What you have to do:
Copy all lines containing the string "ignored" from the records below.

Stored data

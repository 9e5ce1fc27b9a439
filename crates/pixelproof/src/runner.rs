//! Orchestration of browser test runs through `cargo test`.
//!
//! A [`RunPlan`] turns a selection (smoke, one test, a marker, parallel)
//! into a `cargo test` invocation, passes the run configuration through
//! the environment, and renders libtest's output as HTML and JUnit
//! reports.

use crate::config::RunConfig;
use crate::reporter::{Reporter, TestResultEntry};
use crate::result::ProofResult;
use std::path::{Path, PathBuf};
use std::process::Command;
use std::time::{Duration, Instant};

/// Test name filter used for the smoke subset
pub const SMOKE_FILTER: &str = "smoke";

/// Which tests to run
#[derive(Debug, Clone, PartialEq, Eq)]
pub enum RunSelection {
    /// Everything, one test thread
    All,
    /// Tests whose name contains `smoke`
    Smoke,
    /// A single test (name filter)
    Test(String),
    /// Tests whose name contains the marker
    Marker(String),
    /// Everything, across `n` test threads
    Parallel(usize),
}

impl RunSelection {
    /// libtest name filter, if any
    #[must_use]
    pub fn filter(&self) -> Option<&str> {
        match self {
            Self::Smoke => Some(SMOKE_FILTER),
            Self::Test(name) | Self::Marker(name) => Some(name),
            Self::All | Self::Parallel(_) => None,
        }
    }

    /// Number of libtest threads
    #[must_use]
    pub fn threads(&self) -> usize {
        match self {
            Self::Parallel(n) => (*n).max(1),
            _ => 1,
        }
    }

    /// File name of the HTML report for this selection
    #[must_use]
    pub fn report_name(&self) -> String {
        match self {
            Self::All => "full-test-report.html".to_string(),
            Self::Smoke => "smoke-test-report.html".to_string(),
            Self::Test(_) => "specific-test-report.html".to_string(),
            Self::Marker(marker) => format!("{marker}-test-report.html"),
            Self::Parallel(_) => "parallel-test-report.html".to_string(),
        }
    }

    /// Human-readable suite name
    #[must_use]
    pub fn suite_name(&self) -> String {
        match self {
            Self::All => "Full test run".to_string(),
            Self::Smoke => "Smoke tests".to_string(),
            Self::Test(name) => format!("Test {name}"),
            Self::Marker(marker) => format!("{marker} tests"),
            Self::Parallel(n) => format!("Parallel run ({} threads)", (*n).max(1)),
        }
    }
}

/// Outcome of an executed run
#[derive(Debug)]
pub struct RunSummary {
    /// Collected results
    pub reporter: Reporter,
    /// HTML report written
    pub html_report: PathBuf,
    /// JUnit report written
    pub junit_report: PathBuf,
    /// Exit code of `cargo test`
    pub exit_code: i32,
}

impl RunSummary {
    /// The underlying test command succeeded
    #[must_use]
    pub const fn success(&self) -> bool {
        self.exit_code == 0
    }
}

/// A planned `cargo test` invocation
#[derive(Debug, Clone)]
pub struct RunPlan {
    /// Test selection
    pub selection: RunSelection,
    /// Settings exported to the tests
    pub config: RunConfig,
    /// Report output directory
    pub reports_dir: PathBuf,
    /// Restrict to one workspace package
    pub package: Option<String>,
}

impl RunPlan {
    /// Plan a run writing reports into `reports_dir`
    #[must_use]
    pub fn new(selection: RunSelection, config: RunConfig, reports_dir: impl Into<PathBuf>) -> Self {
        Self {
            selection,
            config,
            reports_dir: reports_dir.into(),
            package: None,
        }
    }

    /// Restrict to one package
    #[must_use]
    pub fn with_package(mut self, package: impl Into<String>) -> Self {
        self.package = Some(package.into());
        self
    }

    /// Arguments passed to `cargo`
    #[must_use]
    pub fn cargo_args(&self) -> Vec<String> {
        let mut args = vec!["test".to_string()];
        if let Some(package) = &self.package {
            args.push("-p".to_string());
            args.push(package.clone());
        }
        args.push("--".to_string());
        if let Some(filter) = self.selection.filter() {
            args.push(filter.to_string());
        }
        args.push("--test-threads".to_string());
        args.push(self.selection.threads().to_string());
        args
    }

    /// Environment passed to the test process
    #[must_use]
    pub fn envs(&self) -> Vec<(&'static str, String)> {
        self.config.to_env_pairs()
    }

    /// HTML report path
    #[must_use]
    pub fn report_path(&self) -> PathBuf {
        self.reports_dir.join(self.selection.report_name())
    }

    /// JUnit report path (next to the HTML report)
    #[must_use]
    pub fn junit_path(&self) -> PathBuf {
        self.report_path().with_extension("xml")
    }

    /// Run `cargo test`, then write both reports.
    ///
    /// A failing test run is not an error; its exit code is returned in
    /// the summary.
    pub fn execute(&self) -> ProofResult<RunSummary> {
        std::fs::create_dir_all(&self.reports_dir)?;
        let args = self.cargo_args();
        tracing::info!(args = ?args, "running cargo");

        let start = Instant::now();
        let output = Command::new("cargo").args(&args).envs(self.envs()).output()?;
        let elapsed = start.elapsed();

        let stdout = String::from_utf8_lossy(&output.stdout);
        let mut reporter = Reporter::new().with_name(self.selection.suite_name());
        for entry in parse_libtest_output(&stdout) {
            reporter.record(entry);
        }
        reporter.set_elapsed(elapsed);

        let exit_code = output.status.code().unwrap_or(1);
        if !output.status.success() && reporter.total_count() == 0 {
            tracing::warn!(
                exit_code,
                stderr = %String::from_utf8_lossy(&output.stderr),
                "cargo test failed before running any test"
            );
        }

        let html_report = self.report_path();
        let junit_report = self.junit_path();
        reporter.write_html(&html_report)?;
        reporter.write_junit(&junit_report)?;
        tracing::info!(report = %html_report.display(), summary = %reporter.summary(), "run finished");

        Ok(RunSummary {
            reporter,
            html_report,
            junit_report,
            exit_code,
        })
    }
}

/// Parse libtest's default (pretty) output into report entries.
///
/// Failure messages come from the `---- name stdout ----` sections
/// printed after the run.
#[must_use]
pub fn parse_libtest_output(stdout: &str) -> Vec<TestResultEntry> {
    let mut entries = Vec::new();
    for line in stdout.lines() {
        let Some(rest) = line.strip_prefix("test ") else {
            continue;
        };
        let Some((name, status)) = rest.rsplit_once(" ... ") else {
            continue;
        };
        let name = name.trim();
        let entry = match status.trim() {
            "ok" => TestResultEntry::passed(name, Duration::ZERO),
            "FAILED" => TestResultEntry::failed(name, Duration::ZERO, "test failed"),
            s if s.starts_with("ignored") => {
                let reason = s
                    .strip_prefix("ignored,")
                    .map(|r| r.trim().to_string())
                    .filter(|r| !r.is_empty());
                TestResultEntry::skipped(name, reason)
            }
            _ => continue,
        };
        entries.push(entry);
    }

    for (name, message) in failure_sections(stdout) {
        if let Some(entry) = entries
            .iter_mut()
            .find(|e| e.name == name && e.status.is_failed())
        {
            entry.message = Some(message);
        }
    }
    entries
}

fn failure_sections(stdout: &str) -> Vec<(String, String)> {
    let mut sections = Vec::new();
    let mut current: Option<(String, Vec<&str>)> = None;

    for line in stdout.lines() {
        if let Some(name) = line
            .strip_prefix("---- ")
            .and_then(|rest| rest.strip_suffix(" stdout ----"))
        {
            if let Some((name, body)) = current.take() {
                sections.push((name, body.join("\n").trim().to_string()));
            }
            current = Some((name.to_string(), Vec::new()));
            continue;
        }
        if line.starts_with("failures:") || line.starts_with("test result:") {
            if let Some((name, body)) = current.take() {
                sections.push((name, body.join("\n").trim().to_string()));
            }
            continue;
        }
        if let Some((_, body)) = current.as_mut() {
            body.push(line);
        }
    }
    if let Some((name, body)) = current {
        sections.push((name, body.join("\n").trim().to_string()));
    }
    sections.retain(|(_, body)| !body.is_empty());
    sections
}

/// HTML and JUnit reports in `dir`, sorted by name
pub fn summarize_reports(dir: &Path) -> ProofResult<Vec<PathBuf>> {
    if !dir.is_dir() {
        return Ok(Vec::new());
    }
    let mut reports: Vec<PathBuf> = std::fs::read_dir(dir)?
        .filter_map(Result::ok)
        .map(|entry| entry.path())
        .filter(|path| {
            path.is_file()
                && path
                    .extension()
                    .and_then(|e| e.to_str())
                    .is_some_and(|e| e == "html" || e == "xml")
        })
        .collect();
    reports.sort();
    Ok(reports)
}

Answer for the task:
            s if s.starts_with("ignored") => {
                    .strip_prefix("ignored,")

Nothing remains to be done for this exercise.